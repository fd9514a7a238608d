//! The embedded mount config: locating, patching and code stripping.

mod locate;
mod patch;
mod strip;

pub use locate::{MOUNT_CONFIG_MARKER, locate};
pub use patch::{
    MountConfig, PatchOptions, PatchSources, apply_cached_html, apply_show_code,
    encode_for_script, fresh_notebook_snapshot, parse_mount_config, resolve_notebook,
    strip_config_code, strip_trailing_commas,
};
pub use strip::strip_code;
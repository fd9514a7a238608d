//! Shell-style glob matching for a single path segment.
//!
//! Supports `*`, `?` and bracket classes (`[abc]`, `[a-z]`, `[!x]`, `[^x]`).
//! Backslash escapes are resolved while parsing, so an escaped wildcard is
//! stored as a literal and never matches more than itself. Wildcards do not
//! cross `/`: callers split paths into segments before matching.

/// One parsed element of a segment pattern.
#[derive(Debug, Clone, PartialEq, Eq)]
pub enum GlobToken {
    Literal(char),
    AnyChar,
    AnyRun,
    Class { negated: bool, items: Vec<ClassItem> },
}

#[derive(Debug, Clone, PartialEq, Eq)]
pub enum ClassItem {
    Single(char),
    Range(char, char),
}

impl ClassItem {
    fn contains(&self, candidate: char) -> bool {
        match *self {
            ClassItem::Single(c) => c == candidate,
            ClassItem::Range(low, high) => low <= candidate && candidate <= high,
        }
    }
}

impl GlobToken {
    fn matches_char(&self, candidate: char) -> bool {
        match self {
            GlobToken::Literal(c) => *c == candidate,
            GlobToken::AnyChar => true,
            GlobToken::AnyRun => false,
            GlobToken::Class { negated, items } => {
                items.iter().any(|item| item.contains(candidate)) != *negated
            }
        }
    }
}

/// A compiled glob for one path segment.
#[derive(Debug, Clone, PartialEq, Eq)]
pub struct SegmentGlob {
    tokens: Vec<GlobToken>,
}

impl SegmentGlob {
    /// Compile a raw (still escaped) segment pattern.
    pub fn parse(source: &str) -> Self {
        let chars: Vec<char> = source.chars().collect();
        let mut tokens = Vec::with_capacity(chars.len());
        let mut index = 0;

        while index < chars.len() {
            match chars[index] {
                '\\' => match chars.get(index + 1) {
                    Some(&escaped) => {
                        tokens.push(GlobToken::Literal(escaped));
                        index += 2;
                    }
                    None => {
                        tokens.push(GlobToken::Literal('\\'));
                        index += 1;
                    }
                },
                '*' => {
                    if tokens.last() != Some(&GlobToken::AnyRun) {
                        tokens.push(GlobToken::AnyRun);
                    }
                    index += 1;
                }
                '?' => {
                    tokens.push(GlobToken::AnyChar);
                    index += 1;
                }
                '[' => match parse_class(&chars, index + 1) {
                    Some((token, next)) => {
                        tokens.push(token);
                        index = next;
                    }
                    None => {
                        tokens.push(GlobToken::Literal('['));
                        index += 1;
                    }
                },
                other => {
                    tokens.push(GlobToken::Literal(other));
                    index += 1;
                }
            }
        }

        Self { tokens }
    }

    pub fn tokens(&self) -> &[GlobToken] {
        &self.tokens
    }

    /// Returns true when the glob accepts every possible segment.
    pub fn matches_any(&self) -> bool {
        self.tokens == [GlobToken::AnyRun]
    }

    pub fn is_match(&self, name: &str) -> bool {
        let text: Vec<char> = name.chars().collect();
        let tokens = &self.tokens;
        let mut token_index = 0;
        let mut text_index = 0;
        // Position of the most recent `*` and the text offset it currently absorbs up to.
        let mut resume: Option<(usize, usize)> = None;

        while text_index < text.len() {
            match tokens.get(token_index) {
                Some(GlobToken::AnyRun) => {
                    resume = Some((token_index, text_index));
                    token_index += 1;
                    continue;
                }
                Some(token) if token.matches_char(text[text_index]) => {
                    token_index += 1;
                    text_index += 1;
                    continue;
                }
                _ => {}
            }

            match resume {
                Some((star, absorbed)) => {
                    token_index = star + 1;
                    text_index = absorbed + 1;
                    resume = Some((star, absorbed + 1));
                }
                None => return false,
            }
        }

        tokens[token_index..]
            .iter()
            .all(|token| *token == GlobToken::AnyRun)
    }
}

fn parse_class(chars: &[char], start: usize) -> Option<(GlobToken, usize)> {
    let mut index = start;
    let negated = matches!(chars.get(index), Some('!') | Some('^'));
    if negated {
        index += 1;
    }

    let mut items = Vec::new();
    let mut first = true;

    loop {
        let current = *chars.get(index)?;
        if current == ']' && !first {
            return Some((GlobToken::Class { negated, items }, index + 1));
        }
        first = false;

        let (low, after_low) = read_class_char(chars, index)?;
        let is_range = chars.get(after_low) == Some(&'-')
            && chars.get(after_low + 1).is_some_and(|next| *next != ']');

        if is_range {
            let (high, after_high) = read_class_char(chars, after_low + 1)?;
            items.push(ClassItem::Range(low, high));
            index = after_high;
        } else {
            items.push(ClassItem::Single(low));
            index = after_low;
        }
    }
}

fn read_class_char(chars: &[char], index: usize) -> Option<(char, usize)> {
    match *chars.get(index)? {
        '\\' => chars.get(index + 1).map(|escaped| (*escaped, index + 2)),
        other => Some((other, index + 1)),
    }
}
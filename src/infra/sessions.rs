//! In-process record of live sessions, with creation hooks.
//!
//! The registry is fed from the messages the live server pushes to each
//! session's browser, as seen by the WebSocket tunnel.

use std::path::{Path, PathBuf};
use std::sync::Arc;

use dashmap::DashMap;
use serde::Deserialize;
use serde_json::Value;
use tracing::debug;

use crate::application::backend::{LiveSession, SessionHook, SessionRegistry, SessionStatus};
use crate::domain::cells::{CellSource, CellStatus, CellView, KernelState, SessionView};

/// One live session's document, cells and current view.
#[derive(Debug, Clone)]
pub struct SessionRecord {
    file_path: PathBuf,
    kernel: KernelState,
    cells: Vec<CellSource>,
    view: SessionView,
}

impl SessionRecord {
    fn status(&self) -> SessionStatus {
        SessionStatus {
            kernel: self.kernel,
            cells: self
                .cells
                .iter()
                .map(|cell| {
                    let status = self.view.cells.get(&cell.id).and_then(|view| view.status);
                    (cell.id.clone(), status)
                })
                .collect(),
        }
    }
}

impl LiveSession for SessionRecord {
    fn file_path(&self) -> &Path {
        &self.file_path
    }

    fn view(&self) -> &SessionView {
        &self.view
    }

    fn cells(&self) -> Vec<CellSource> {
        self.cells.clone()
    }

    fn replace_view(&mut self, view: SessionView) {
        self.view = view;
    }
}

/// Session registry kept in memory; hooks run once per created session.
#[derive(Default)]
pub struct InMemorySessions {
    sessions: DashMap<String, SessionRecord>,
    by_file: DashMap<PathBuf, String>,
    hooks: Vec<Arc<dyn SessionHook>>,
}

impl InMemorySessions {
    pub fn new(hooks: Vec<Arc<dyn SessionHook>>) -> Self {
        Self {
            sessions: DashMap::new(),
            by_file: DashMap::new(),
            hooks,
        }
    }

    /// Register a new session and run every hook against it before it becomes visible.
    pub fn create_session(
        &self,
        session_id: impl Into<String>,
        file_path: impl Into<PathBuf>,
        cells: Vec<CellSource>,
    ) -> SessionStatus {
        let session_id = session_id.into();
        let mut record = SessionRecord {
            file_path: file_path.into(),
            kernel: KernelState::Starting,
            cells,
            view: SessionView::default(),
        };
        for hook in &self.hooks {
            hook.on_session_created(&mut record);
        }

        debug!(
            target = "marimo_gateway::sessions",
            session_id = %session_id,
            path = %record.file_path.display(),
            seeded = !record.view.is_empty(),
            "Session created"
        );
        let status = record.status();
        self.by_file
            .insert(record.file_path.clone(), session_id.clone());
        self.sessions.insert(session_id, record);
        status
    }

    pub fn set_kernel_state(&self, session_id: &str, kernel: KernelState) -> bool {
        match self.sessions.get_mut(session_id) {
            Some(mut record) => {
                record.kernel = kernel;
                true
            }
            None => false,
        }
    }

    pub fn update_cell(&self, session_id: &str, cell_id: &str, status: CellStatus) -> bool {
        let Some(mut record) = self.sessions.get_mut(session_id) else {
            return false;
        };
        record
            .view
            .cells
            .entry(cell_id.to_string())
            .or_insert_with(CellView::default)
            .status = Some(status);
        true
    }

    pub fn close_session(&self, session_id: &str) -> bool {
        let Some((_, record)) = self.sessions.remove(session_id) else {
            return false;
        };
        self.by_file
            .remove_if(&record.file_path, |_, owner| owner == session_id);
        true
    }

    /// Apply one message the live server sent to the client of `session_id`.
    ///
    /// `kernel-ready` registers the session (running the hooks) and `cell-op`
    /// records cell statuses; anything else is ignored.
    pub fn observe(&self, session_id: &str, file_path: &Path, message: &str) {
        let Ok(message) = serde_json::from_str::<LiveMessage>(message) else {
            return;
        };
        match message.op.as_str() {
            "kernel-ready" => {
                if self.sessions.contains_key(session_id) {
                    return;
                }
                let Ok(ready) = serde_json::from_value::<KernelReady>(message.data) else {
                    return;
                };
                let cells = ready
                    .cell_ids
                    .into_iter()
                    .zip(ready.codes)
                    .map(|(id, code)| CellSource::new(id, code))
                    .collect();
                self.create_session(session_id, file_path, cells);
            }
            "cell-op" => {
                let Ok(op) = serde_json::from_value::<CellOp>(message.data) else {
                    return;
                };
                let Some(status) = op
                    .status
                    .and_then(|status| serde_json::from_value::<CellStatus>(status).ok())
                else {
                    return;
                };
                // Cell first: a running kernel must not expose stale seeded statuses.
                if self.update_cell(session_id, &op.cell_id, status) {
                    self.set_kernel_state(session_id, KernelState::Running);
                }
            }
            _ => {}
        }
    }

    pub fn len(&self) -> usize {
        self.sessions.len()
    }

    pub fn is_empty(&self) -> bool {
        self.sessions.is_empty()
    }
}

#[derive(Debug, Deserialize)]
struct LiveMessage {
    op: String,
    #[serde(default)]
    data: Value,
}

#[derive(Debug, Default, Deserialize)]
#[serde(default)]
struct KernelReady {
    cell_ids: Vec<String>,
    codes: Vec<String>,
}

#[derive(Debug, Deserialize)]
struct CellOp {
    cell_id: String,
    #[serde(default)]
    status: Option<Value>,
}

impl SessionRegistry for InMemorySessions {
    fn session_by_id(&self, session_id: &str) -> Option<SessionStatus> {
        self.sessions.get(session_id).map(|record| record.status())
    }

    fn session_by_file(&self, path: &Path) -> Option<SessionStatus> {
        let session_id = self.by_file.get(path)?.value().clone();
        self.session_by_id(&session_id)
    }
}
//! Live connection accounting for the status endpoint.

use std::sync::Arc;
use std::sync::atomic::{AtomicUsize, Ordering};

use metrics::gauge;

pub(crate) const METRIC_ACTIVE_CONNECTIONS: &str = "gateway_active_connections";

/// Shared count of open client connections.
#[derive(Debug, Clone, Default)]
pub struct ConnectionCounter {
    active: Arc<AtomicUsize>,
}

impl ConnectionCounter {
    pub fn new() -> Self {
        Self::default()
    }

    pub fn active(&self) -> usize {
        self.active.load(Ordering::Relaxed)
    }

    /// Register a connection; it stays counted until the guard drops.
    pub fn open(&self) -> ConnectionGuard {
        let active = self.active.fetch_add(1, Ordering::Relaxed) + 1;
        gauge!(METRIC_ACTIVE_CONNECTIONS).set(active as f64);
        ConnectionGuard {
            active: self.active.clone(),
        }
    }
}

#[derive(Debug)]
pub struct ConnectionGuard {
    active: Arc<AtomicUsize>,
}

impl Drop for ConnectionGuard {
    fn drop(&mut self) {
        let active = self.active.fetch_sub(1, Ordering::Relaxed).saturating_sub(1);
        gauge!(METRIC_ACTIVE_CONNECTIONS).set(active as f64);
    }
}

#[cfg(test)]
mod tests {
    use super::*;

    #[test]
    fn guards_release_their_slot() {
        let counter = ConnectionCounter::new();
        let first = counter.open();
        let second = counter.clone().open();
        assert_eq!(counter.active(), 2);
        drop(first);
        assert_eq!(counter.active(), 1);
        drop(second);
        assert_eq!(counter.active(), 0);
    }
}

——————

**TASK DESCRIPTION**
From the material above, retype precisely the lines between the line holding "ClassItem::Single(c) => c" and the line holding "if tokens.last() != Some(&GlobToken::AnyRun)", inclusive, and nothing beyond them.

**EXERCISE ANSWER**
            ClassItem::Single(c) => c == candidate,
            ClassItem::Range(low, high) => low <= candidate && candidate <= high,
        }
    }
}

impl GlobToken {
    fn matches_char(&self, candidate: char) -> bool {
        match self {
            GlobToken::Literal(c) => *c == candidate,
            GlobToken::AnyChar => true,
            GlobToken::AnyRun => false,
            GlobToken::Class { negated, items } => {
                items.iter().any(|item| item.contains(candidate)) != *negated
            }
        }
    }
}

/// A compiled glob for one path segment.
#[derive(Debug, Clone, PartialEq, Eq)]
pub struct SegmentGlob {
    tokens: Vec<GlobToken>,
}

impl SegmentGlob {
    /// Compile a raw (still escaped) segment pattern.
    pub fn parse(source: &str) -> Self {
        let chars: Vec<char> = source.chars().collect();
        let mut tokens = Vec::with_capacity(chars.len());
        let mut index = 0;

        while index < chars.len() {
            match chars[index] {
                '\\' => match chars.get(index + 1) {
                    Some(&escaped) => {
                        tokens.push(GlobToken::Literal(escaped));
                        index += 2;
                    }
                    None => {
                        tokens.push(GlobToken::Literal('\\'));
                        index += 1;
                    }
                },
                '*' => {
                    if tokens.last() != Some(&GlobToken::AnyRun) {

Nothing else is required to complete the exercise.